→ Assignment: Scan the data beneath this task and copy each line that includes "listener".

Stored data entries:
-- -- --
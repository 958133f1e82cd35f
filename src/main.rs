use std::path::PathBuf;

use clap::{Parser, Subcommand};
use tracing_subscriber::{layer::SubscriberExt, util::SubscriberInitExt};

use campus::{api, db};

#[derive(Parser)]
#[command(name = "campus")]
#[command(about = "Academic scheduling and enrollment server")]
struct Cli {
    #[command(subcommand)]
    command: Option<Commands>,
}

#[derive(Subcommand)]
enum Commands {
    /// Start the campus server
    Serve {
        /// Port for HTTP API
        #[arg(short, long, default_value = "3000")]
        port: u16,

        /// Path to the SQLite database (defaults to the platform data dir)
        #[arg(short, long)]
        database: Option<PathBuf>,
    },
    /// Populate the database with demo data
    Seed {
        /// Path to the SQLite database (defaults to the platform data dir)
        #[arg(short, long)]
        database: Option<PathBuf>,
    },
}

fn init_tracing() {
    let filter = tracing_subscriber::EnvFilter::new(
        std::env::var("RUST_LOG").unwrap_or_else(|_| "campus=debug,tower_http=debug".into()),
    );

    tracing_subscriber::registry()
        .with(filter)
        .with(tracing_subscriber::fmt::layer())
        .init();
}

fn open_database(path: Option<PathBuf>) -> anyhow::Result<db::Database> {
    let db = match path {
        Some(path) => db::Database::open(path)?,
        None => db::Database::open_default()?,
    };
    db.migrate()?;
    Ok(db)
}

async fn serve(port: u16, database: Option<PathBuf>) -> anyhow::Result<()> {
    tracing::info!("Starting campus server on port {}", port);

    let db = open_database(database)?;
    let app = api::create_router(db);

    let listener = tokio::net::TcpListener::bind(format!("127.0.0.1:{}", port)).await?;
    tracing::info!("Campus server listening on http://127.0.0.1:{}", port);

    axum::serve(listener, app).await?;
    Ok(())
}

#[tokio::main]
async fn main() -> anyhow::Result<()> {
    let cli = Cli::parse();
    init_tracing();

    match cli.command {
        Some(Commands::Serve { port, database }) => serve(port, database).await?,
        Some(Commands::Seed { database }) => {
            let db = open_database(database)?;
            db::seed::seed_database(&db)?;
        }
        None => serve(3000, None).await?,
    }

    Ok(())
}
-- -- --
→ Reply:
    let listener = tokio::net::TcpListener::bind(format!("127.0.0.1:{}", port)).await?;
    axum::serve(listener, app).await?;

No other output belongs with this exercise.